(Dataset entries)
────────────────────
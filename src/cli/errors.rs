//! CLI-specific error types
//!
//! All CLI errors are fatal: the message goes to stderr and the process
//! exits non-zero.

use std::fmt;
use std::io;

use crate::dataset::DatasetError;
use crate::executor::ExecutorError;

/// CLI error codes
#[derive(Debug, Clone, PartialEq, Eq)]
pub enum CliErrorCode {
    /// Configuration file error
    ConfigError,
    /// I/O error (stdout)
    IoError,
    /// Dataset could not be loaded
    DatasetError,
    /// Query could not be answered
    QueryFailed,
    /// Server failed to start or crashed
    BootFailed,
}

impl CliErrorCode {
    /// Get the error code string
    pub fn code(&self) -> &'static str {
        match self {
            Self::ConfigError => "GRID_CLI_CONFIG_ERROR",
            Self::IoError => "GRID_CLI_IO_ERROR",
            Self::DatasetError => "GRID_CLI_DATASET_ERROR",
            Self::QueryFailed => "GRID_CLI_QUERY_FAILED",
            Self::BootFailed => "GRID_CLI_BOOT_FAILED",
        }
    }
}

/// CLI error
#[derive(Debug)]
pub struct CliError {
    code: CliErrorCode,
    message: String,
}

impl CliError {
    /// Create a new CLI error
    pub fn new(code: CliErrorCode, message: impl Into<String>) -> Self {
        Self {
            code,
            message: message.into(),
        }
    }

    /// Config error
    pub fn config_error(msg: impl Into<String>) -> Self {
        Self::new(CliErrorCode::ConfigError, msg)
    }

    /// I/O error
    pub fn io_error(msg: impl Into<String>) -> Self {
        Self::new(CliErrorCode::IoError, msg)
    }

    /// Dataset load error
    pub fn dataset_error(msg: impl Into<String>) -> Self {
        Self::new(CliErrorCode::DatasetError, msg)
    }

    /// Query failed
    pub fn query_failed(msg: impl Into<String>) -> Self {
        Self::new(CliErrorCode::QueryFailed, msg)
    }

    /// Boot failed
    pub fn boot_failed(msg: impl Into<String>) -> Self {
        Self::new(CliErrorCode::BootFailed, msg)
    }

    /// Get the error code
    pub fn code(&self) -> &CliErrorCode {
        &self.code
    }

    /// Get the error code string
    pub fn code_str(&self) -> &'static str {
        self.code.code()
    }

    /// Get the error message
    pub fn message(&self) -> &str {
        &self.message
    }
}

impl fmt::Display for CliError {
    fn fmt(&self, f: &mut fmt::Formatter<'_>) -> fmt::Result {
        write!(f, "{}: {}", self.code.code(), self.message)
    }
}

impl std::error::Error for CliError {}

impl From<io::Error> for CliError {
    fn from(e: io::Error) -> Self {
        Self::io_error(e.to_string())
    }
}

impl From<serde_json::Error> for CliError {
    fn from(e: serde_json::Error) -> Self {
        Self::io_error(format!("JSON error: {}", e))
    }
}

impl From<DatasetError> for CliError {
    fn from(e: DatasetError) -> Self {
        Self::dataset_error(e.to_string())
    }
}

impl From<ExecutorError> for CliError {
    fn from(e: ExecutorError) -> Self {
        Self::query_failed(e.to_string())
    }
}

/// CLI result type
pub type CliResult<T> = Result<T, CliError>;
//! Write-once holder for the loaded dataset

use std::sync::{Arc, OnceLock};

use super::dataset::Dataset;

/// Shared slot filled once by the loader and read by every query.
///
/// Readers never block: before the loader finishes, `get` returns `None`.
#[derive(Debug, Default)]
pub struct DatasetSlot {
    cell: OnceLock<Arc<Dataset>>,
}

impl DatasetSlot {
    /// Creates an empty slot
    pub fn new() -> Self {
        Self::default()
    }

    /// Creates a slot that already holds a dataset
    pub fn loaded(dataset: Dataset) -> Self {
        let slot = Self::new();
        let _ = slot.cell.set(Arc::new(dataset));
        slot
    }

    /// Installs the dataset. Returns it back if the slot was already filled.
    pub fn install(&self, dataset: Arc<Dataset>) -> Result<(), Arc<Dataset>> {
        self.cell.set(dataset)
    }

    /// Returns the dataset, if loaded
    pub fn get(&self) -> Option<Arc<Dataset>> {
        self.cell.get().cloned()
    }

    /// Returns true once the dataset is installed
    pub fn is_loaded(&self) -> bool {
        self.cell.get().is_some()
    }
}

#[cfg(test)]
mod tests {
    use super::*;

    #[test]
    fn test_empty_slot() {
        let slot = DatasetSlot::new();
        assert!(!slot.is_loaded());
        assert!(slot.get().is_none());
    }

    #[test]
    fn test_install_once() {
        let slot = DatasetSlot::new();
        assert!(slot.install(Arc::new(Dataset::from_features(Vec::new()))).is_ok());
        assert!(slot.is_loaded());

        let second = slot.install(Arc::new(Dataset::from_features(Vec::new())));
        assert!(second.is_err());
    }

    #[test]
    fn test_loaded_constructor() {
        let slot = DatasetSlot::loaded(Dataset::from_features(Vec::new()));
        assert!(slot.get().is_some_and(|d| d.is_empty()));
    }
}
//! # gridquery HTTP Server Module
//!
//! Thin axum shell around the query pipeline. The dataset loads in the
//! background; until it is installed, queries answer 503.
//!
//! # Endpoints
//!
//! - `POST /api/query` - Answer a natural-language question
//! - `GET /health` - Liveness and dataset readiness
//! - `GET /info` - Dataset summary

pub mod config;
pub mod errors;
pub mod observability_routes;
pub mod query_routes;
pub mod server;

pub use config::HttpServerConfig;
pub use errors::{ApiError, ApiResult, ErrorResponse};
pub use observability_routes::INFO_SAMPLE_SIZE;
pub use server::{spawn_loader, HttpServer, CONTENT_SECURITY_POLICY};
//! Query pipeline
//!
//! Parse → execute → response, shared by the HTTP service and the CLI.
//! Each call is independent; nothing carries over between queries.

use serde::{Deserialize, Serialize};
use tracing::{debug, info, info_span};
use uuid::Uuid;

use crate::dataset::DatasetSlot;
use crate::executor::{ExecutorResult, FeatureCollection, QueryExecutor};
use crate::parser::IntentParser;

/// Incoming question
#[derive(Debug, Clone, Serialize, Deserialize)]
pub struct QueryRequest {
    pub query: String,
}

/// Answer text plus the features to draw
#[derive(Debug, Clone, PartialEq, Serialize, Deserialize)]
pub struct QueryResponse {
    pub text_response: String,
    pub geojson_data: FeatureCollection,
}

/// Answers one query against the dataset in `slot`.
///
/// Fails only when no dataset is installed.
pub fn answer(slot: &DatasetSlot, query: &str) -> ExecutorResult<QueryResponse> {
    let request_id = Uuid::new_v4();
    let span = info_span!("query", %request_id);
    let _entered = span.enter();

    let intent = IntentParser::parse(query);
    debug!(kind = intent.kind(), description = ?intent.description(), "parsed query");

    let result = QueryExecutor::execute_on(slot, &intent)?;
    let stats = &result.stats;

    if intent.kind() == "unrecognized" {
        debug!(query, "query not recognized");
    } else {
        info!(
            kind = stats.kind,
            scanned = stats.scanned_count,
            matched = stats.matched_count,
            enforced_conditions = stats.enforced_conditions,
            total_length = ?stats.total_length,
            "query executed"
        );
    }

    Ok(QueryResponse {
        text_response: result.text_response,
        geojson_data: result.matched_features,
    })
}
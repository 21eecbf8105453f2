//! CLI argument definitions using clap
//!
//! Commands:
//! - gridquery serve --config <path>
//! - gridquery query --config <path> <text>
//! - gridquery explain <text>
//! - gridquery info --config <path>

use clap::{Parser, Subcommand};
use std::path::PathBuf;

/// Default configuration path, relative to the working directory
pub const DEFAULT_CONFIG_PATH: &str = "./gridquery.json";

/// gridquery - natural-language questions over transmission line data
#[derive(Parser, Debug)]
#[command(name = "gridquery")]
#[command(version, about, long_about = None)]
pub struct Cli {
    #[command(subcommand)]
    pub command: Command,
}

#[derive(Subcommand, Debug)]
pub enum Command {
    /// Start the HTTP query service
    Serve {
        /// Path to configuration file
        #[arg(long, default_value = DEFAULT_CONFIG_PATH)]
        config: PathBuf,
    },

    /// Answer a single question and exit
    Query {
        /// Path to configuration file
        #[arg(long, default_value = DEFAULT_CONFIG_PATH)]
        config: PathBuf,

        /// The question, e.g. "show me 345kv lines"
        text: String,
    },

    /// Show how a question is interpreted, without touching the data
    Explain {
        /// The question to interpret
        text: String,
    },

    /// Load the dataset and print its summary
    Info {
        /// Path to configuration file
        #[arg(long, default_value = DEFAULT_CONFIG_PATH)]
        config: PathBuf,
    },
}

impl Cli {
    /// Parse command line arguments
    pub fn parse_args() -> Self {
        Cli::parse()
    }
}

#[cfg(test)]
mod tests {
    use super::*;

    #[test]
    fn test_query_takes_positional_text() {
        let cli = Cli::try_parse_from(["gridquery", "query", "show 500kv lines"]).unwrap();
        match cli.command {
            Command::Query { config, text } => {
                assert_eq!(config, PathBuf::from(DEFAULT_CONFIG_PATH));
                assert_eq!(text, "show 500kv lines");
            }
            other => panic!("unexpected command: {:?}", other),
        }
    }

    #[test]
    fn test_serve_accepts_config() {
        let cli = Cli::try_parse_from(["gridquery", "serve", "--config", "/etc/grid.json"]).unwrap();
        assert!(matches!(cli.command, Command::Serve { config } if config == PathBuf::from("/etc/grid.json")));
    }

    #[test]
    fn test_explain_requires_text() {
        assert!(Cli::try_parse_from(["gridquery", "explain"]).is_err());
    }
}
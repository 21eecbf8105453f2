//! gridquery - natural-language questions over transmission line data
//!
//! A query goes through two stages:
//! - `parser`: keyword rules turn free text into an [`parser::Intent`]
//! - `executor`: the intent runs against an in-memory [`dataset::Dataset`]
//!
//! `pipeline` glues the two together for the HTTP service and the CLI.

pub mod cli;
pub mod dataset;
pub mod executor;
pub mod http_server;
pub mod parser;
pub mod pipeline;
//! Condition filtering for query execution
//!
//! A missing or null field never matches. Wrong-typed values never match.

use serde_json::Value;

use crate::dataset::Feature;
use crate::parser::{Condition, MatchOp};

/// Evaluates conditions against features
pub struct ConditionFilter;

impl ConditionFilter {
    /// Checks if a feature matches all conditions
    pub fn matches(feature: &Feature, conditions: &[Condition]) -> bool {
        // AND semantics
        conditions
            .iter()
            .all(|cond| Self::matches_condition(feature, cond))
    }

    /// Checks if a feature matches a single condition
    pub fn matches_condition(feature: &Feature, condition: &Condition) -> bool {
        let value = match feature.get(&condition.field) {
            Some(v) => v,
            None => return false,
        };

        match &condition.op {
            MatchOp::Eq(expected) => Self::eq_match(value, expected),
            MatchOp::Contains(needle) => Self::contains_match(value, needle),
            MatchOp::AtLeast(min) => Self::at_least_match(value, *min),
        }
    }

    /// Equality: numbers by value, everything else exactly
    fn eq_match(actual: &Value, expected: &Value) -> bool {
        match (actual, expected) {
            (Value::Number(a), Value::Number(b)) => match (a.as_f64(), b.as_f64()) {
                (Some(af), Some(bf)) => af == bf,
                _ => false,
            },
            _ => actual == expected,
        }
    }

    /// Case-insensitive substring (strings only)
    fn contains_match(actual: &Value, needle: &str) -> bool {
        match actual.as_str() {
            Some(s) => s.to_lowercase().contains(&needle.to_lowercase()),
            None => false,
        }
    }

    /// Numeric >= (numbers only)
    fn at_least_match(actual: &Value, min: f64) -> bool {
        match actual.as_f64() {
            Some(v) => v >= min,
            None => false,
        }
    }
}

#[cfg(test)]
mod tests {
    use super::*;
    use serde_json::json;

    fn feature(props: Value) -> Feature {
        Feature::new(props.as_object().cloned().unwrap_or_default())
    }

    #[test]
    fn test_numeric_equality_ignores_representation() {
        let f = feature(json!({"VOLTAGE": 500}));
        assert!(ConditionFilter::matches(
            &f,
            &[Condition::eq("VOLTAGE", json!(500.0))]
        ));
        assert!(!ConditionFilter::matches(
            &f,
            &[Condition::eq("VOLTAGE", json!(345.0))]
        ));
    }

    #[test]
    fn test_no_string_number_coercion() {
        let f = feature(json!({"VOLTAGE": "500"}));
        assert!(!ConditionFilter::matches(
            &f,
            &[Condition::eq("VOLTAGE", json!(500.0))]
        ));
        assert!(!ConditionFilter::matches(
            &f,
            &[Condition::at_least("VOLTAGE", 345.0)]
        ));
    }

    #[test]
    fn test_string_equality_is_exact() {
        let f = feature(json!({"STATUS": "IN SERVICE"}));
        assert!(ConditionFilter::matches(
            &f,
            &[Condition::eq("STATUS", json!("IN SERVICE"))]
        ));
        assert!(!ConditionFilter::matches(
            &f,
            &[Condition::eq("STATUS", json!("in service"))]
        ));
    }

    #[test]
    fn test_contains_case_insensitive() {
        let f = feature(json!({"TYPE": "AC; Underground"}));
        assert!(ConditionFilter::matches(
            &f,
            &[Condition::contains("TYPE", "UNDERGROUND")]
        ));
        assert!(!ConditionFilter::matches(
            &f,
            &[Condition::contains("TYPE", "OVERHEAD")]
        ));
    }

    #[test]
    fn test_contains_non_string_no_match() {
        let f = feature(json!({"TYPE": 42}));
        assert!(!ConditionFilter::matches(
            &f,
            &[Condition::contains("TYPE", "UNDERGROUND")]
        ));
    }

    #[test]
    fn test_threshold_boundary() {
        let at = feature(json!({"VOLTAGE": 345}));
        let below = feature(json!({"VOLTAGE": 344.9}));
        let cond = [Condition::at_least("VOLTAGE", 345.0)];
        assert!(ConditionFilter::matches(&at, &cond));
        assert!(!ConditionFilter::matches(&below, &cond));
    }

    #[test]
    fn test_missing_and_null_fields_no_match() {
        let missing = feature(json!({"OWNER": "A"}));
        let null = feature(json!({"VOLTAGE": null}));
        let cond = [Condition::at_least("VOLTAGE", 100.0)];
        assert!(!ConditionFilter::matches(&missing, &cond));
        assert!(!ConditionFilter::matches(&null, &cond));
    }

    #[test]
    fn test_conditions_and() {
        let f = feature(json!({"VOLTAGE": 500, "TYPE": "AC; OVERHEAD"}));
        let both = [
            Condition::eq("VOLTAGE", json!(500.0)),
            Condition::contains("TYPE", "OVERHEAD"),
        ];
        assert!(ConditionFilter::matches(&f, &both));

        let mixed = [
            Condition::eq("VOLTAGE", json!(500.0)),
            Condition::contains("TYPE", "UNDERGROUND"),
        ];
        assert!(!ConditionFilter::matches(&f, &mixed));
    }

    #[test]
    fn test_empty_conditions_match_everything() {
        let f = feature(json!({}));
        assert!(ConditionFilter::matches(&f, &[]));
    }
}
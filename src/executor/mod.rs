//! Query Executor subsystem for gridquery
//!
//! The executor consumes intents and produces deterministic results.
//!
//! # Execution by intent kind
//!
//! - Aggregate: count rows per group, report the leader, return every feature
//! - Filter: keep features matching all enforced conditions, sum their length
//! - Unrecognized: clarification text and an empty feature collection
//!
//! # Invariants
//!
//! - The dataset is never mutated
//! - Same intent + same dataset = same result
//! - Missing fields never raise; they fail the condition that reads them

mod aggregate;
mod errors;
mod executor;
mod filters;
mod result;

pub use aggregate::{GroupCount, GroupCounter};
pub use errors::{ExecutorError, ExecutorErrorCode, ExecutorResult, Severity};
pub use executor::{QueryExecutor, CLARIFICATION_TEXT};
pub use filters::ConditionFilter;
pub use result::{group_thousands, ExecutionStats, FeatureCollection, QueryResult};
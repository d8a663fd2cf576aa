// Error types for the download pipeline

use std::fmt;
use std::io;

/// Engine-level failure while fetching metadata or media
#[derive(Debug, Clone)]
pub enum FetchError {
    /// Network timeout while talking to the video site
    NetworkTimeout,

    /// yt-dlp not found in system
    ToolNotFound(String),

    /// Invalid or unsupported URL
    InvalidUrl(String),

    /// Failed to parse engine JSON output
    ParseError(String),

    /// Command execution failed
    ExecutionError(String),

    /// Unknown error with details
    Unknown(String),
}

impl fmt::Display for FetchError {
    fn fmt(&self, f: &mut fmt::Formatter<'_>) -> fmt::Result {
        match self {
            Self::NetworkTimeout => write!(f, "Network timeout: the site is not responding"),
            Self::ToolNotFound(tool) => write!(f, "Tool not found: {}", tool),
            Self::InvalidUrl(url) => write!(f, "Invalid URL: {}", url),
            Self::ParseError(msg) => write!(f, "Parse error: {}", msg),
            Self::ExecutionError(msg) => write!(f, "Execution error: {}", msg),
            Self::Unknown(msg) => write!(f, "Unknown error: {}", msg),
        }
    }
}

impl std::error::Error for FetchError {}

// Heuristic classification of raw engine stderr
impl From<String> for FetchError {
    fn from(s: String) -> Self {
        if s.contains("timeout") || s.contains("timed out") {
            return Self::NetworkTimeout;
        }

        if s.contains("not found") || s.contains("No such file") || s.contains("command not found")
        {
            return Self::ToolNotFound(s);
        }

        if s.contains("parse") || s.contains("JSON") || s.contains("Invalid JSON") {
            return Self::ParseError(s);
        }

        if s.contains("Invalid URL") || s.contains("Unsupported URL") || s.contains("is not a valid URL") {
            return Self::InvalidUrl(s);
        }

        Self::Unknown(s)
    }
}

/// Failure that aborts a whole session before or during the item loop.
/// Per-item download errors never surface here; they become Failed results.
#[derive(Debug)]
pub enum SessionError {
    /// No metadata could be obtained for the requested URL/playlist
    Resolution(FetchError),

    /// The save directory could not be created
    SaveDir(io::Error),
}

impl fmt::Display for SessionError {
    fn fmt(&self, f: &mut fmt::Formatter<'_>) -> fmt::Result {
        match self {
            Self::Resolution(e) => write!(f, "Could not resolve URL: {}", e),
            Self::SaveDir(e) => write!(f, "Could not create save directory: {}", e),
        }
    }
}

impl std::error::Error for SessionError {
    fn source(&self) -> Option<&(dyn std::error::Error + 'static)> {
        match self {
            Self::Resolution(e) => Some(e),
            Self::SaveDir(e) => Some(e),
        }
    }
}

impl From<FetchError> for SessionError {
    fn from(e: FetchError) -> Self {
        Self::Resolution(e)
    }
}

/// Failure writing the history file. Read corruption is only a warning.
#[derive(Debug)]
pub enum HistoryError {
    Io(io::Error),
    Serialize(serde_json::Error),
}

impl fmt::Display for HistoryError {
    fn fmt(&self, f: &mut fmt::Formatter<'_>) -> fmt::Result {
        match self {
            Self::Io(e) => write!(f, "History file I/O error: {}", e),
            Self::Serialize(e) => write!(f, "History serialization error: {}", e),
        }
    }
}

impl std::error::Error for HistoryError {
    fn source(&self) -> Option<&(dyn std::error::Error + 'static)> {
        match self {
            Self::Io(e) => Some(e),
            Self::Serialize(e) => Some(e),
        }
    }
}

impl From<io::Error> for HistoryError {
    fn from(e: io::Error) -> Self {
        Self::Io(e)
    }
}

impl From<serde_json::Error> for HistoryError {
    fn from(e: serde_json::Error) -> Self {
        Self::Serialize(e)
    }
}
────────────────────
● **Exercise details**: Output exactly the lines of the records from the first through the one bearing "Dataset load error", both ends included.

● **Expected answer**:
filename src/cli/errors.rs
//! CLI-specific error types
//!
//! All CLI errors are fatal: the message goes to stderr and the process
//! exits non-zero.

use std::fmt;
use std::io;

use crate::dataset::DatasetError;
use crate::executor::ExecutorError;

/// CLI error codes
#[derive(Debug, Clone, PartialEq, Eq)]
pub enum CliErrorCode {
    /// Configuration file error
    ConfigError,
    /// I/O error (stdout)
    IoError,
    /// Dataset could not be loaded
    DatasetError,
    /// Query could not be answered
    QueryFailed,
    /// Server failed to start or crashed
    BootFailed,
}

impl CliErrorCode {
    /// Get the error code string
    pub fn code(&self) -> &'static str {
        match self {
            Self::ConfigError => "GRID_CLI_CONFIG_ERROR",
            Self::IoError => "GRID_CLI_IO_ERROR",
            Self::DatasetError => "GRID_CLI_DATASET_ERROR",
            Self::QueryFailed => "GRID_CLI_QUERY_FAILED",
            Self::BootFailed => "GRID_CLI_BOOT_FAILED",
        }
    }
}

/// CLI error
#[derive(Debug)]
pub struct CliError {
    code: CliErrorCode,
    message: String,
}

impl CliError {
    /// Create a new CLI error
    pub fn new(code: CliErrorCode, message: impl Into<String>) -> Self {
        Self {
            code,
            message: message.into(),
        }
    }

    /// Config error
    pub fn config_error(msg: impl Into<String>) -> Self {
        Self::new(CliErrorCode::ConfigError, msg)
    }

    /// I/O error
    pub fn io_error(msg: impl Into<String>) -> Self {
        Self::new(CliErrorCode::IoError, msg)
    }

    /// Dataset load error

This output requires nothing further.